**Required work**
Work out how many lines of the data contain "derive" and reply with that number alone.

**Data**
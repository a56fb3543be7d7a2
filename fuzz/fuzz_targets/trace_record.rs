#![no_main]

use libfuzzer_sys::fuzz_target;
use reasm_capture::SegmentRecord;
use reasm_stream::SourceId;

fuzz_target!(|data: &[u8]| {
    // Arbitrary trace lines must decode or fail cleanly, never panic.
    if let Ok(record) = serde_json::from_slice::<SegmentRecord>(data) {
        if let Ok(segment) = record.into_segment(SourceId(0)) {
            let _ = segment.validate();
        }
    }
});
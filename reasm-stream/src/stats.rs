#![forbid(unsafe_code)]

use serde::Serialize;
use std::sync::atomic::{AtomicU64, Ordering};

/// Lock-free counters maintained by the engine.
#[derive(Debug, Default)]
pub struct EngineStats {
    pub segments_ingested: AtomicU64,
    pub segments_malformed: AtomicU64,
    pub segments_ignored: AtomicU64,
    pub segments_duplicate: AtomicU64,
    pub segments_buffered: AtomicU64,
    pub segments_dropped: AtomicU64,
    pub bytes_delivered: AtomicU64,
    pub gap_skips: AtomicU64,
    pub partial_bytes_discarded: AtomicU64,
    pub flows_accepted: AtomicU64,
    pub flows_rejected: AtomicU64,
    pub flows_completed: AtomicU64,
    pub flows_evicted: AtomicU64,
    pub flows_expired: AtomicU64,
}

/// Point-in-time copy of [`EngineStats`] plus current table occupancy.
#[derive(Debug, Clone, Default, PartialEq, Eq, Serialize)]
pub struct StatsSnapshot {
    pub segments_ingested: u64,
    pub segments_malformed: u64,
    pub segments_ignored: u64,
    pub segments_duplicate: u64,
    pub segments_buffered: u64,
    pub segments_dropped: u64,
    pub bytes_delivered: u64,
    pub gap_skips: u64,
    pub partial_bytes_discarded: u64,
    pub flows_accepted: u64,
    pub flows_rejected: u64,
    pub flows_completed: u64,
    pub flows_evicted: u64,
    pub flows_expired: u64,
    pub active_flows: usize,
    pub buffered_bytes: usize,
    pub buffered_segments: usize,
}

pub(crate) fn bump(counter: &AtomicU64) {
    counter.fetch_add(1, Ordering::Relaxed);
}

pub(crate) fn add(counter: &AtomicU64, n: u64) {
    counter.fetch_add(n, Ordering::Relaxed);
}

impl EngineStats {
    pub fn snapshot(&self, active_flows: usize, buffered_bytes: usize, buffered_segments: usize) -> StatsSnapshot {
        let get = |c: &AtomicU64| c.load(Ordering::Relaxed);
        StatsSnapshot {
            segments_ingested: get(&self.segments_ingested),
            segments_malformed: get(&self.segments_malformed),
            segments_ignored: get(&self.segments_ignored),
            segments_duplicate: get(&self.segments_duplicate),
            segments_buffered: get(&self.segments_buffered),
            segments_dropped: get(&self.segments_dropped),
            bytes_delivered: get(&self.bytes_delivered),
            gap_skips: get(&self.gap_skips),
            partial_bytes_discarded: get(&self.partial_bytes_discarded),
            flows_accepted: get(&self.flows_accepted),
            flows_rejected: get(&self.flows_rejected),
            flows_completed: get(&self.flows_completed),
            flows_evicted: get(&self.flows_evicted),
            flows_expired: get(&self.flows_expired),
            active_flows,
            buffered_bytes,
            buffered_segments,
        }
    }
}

**Solution to this problem**
2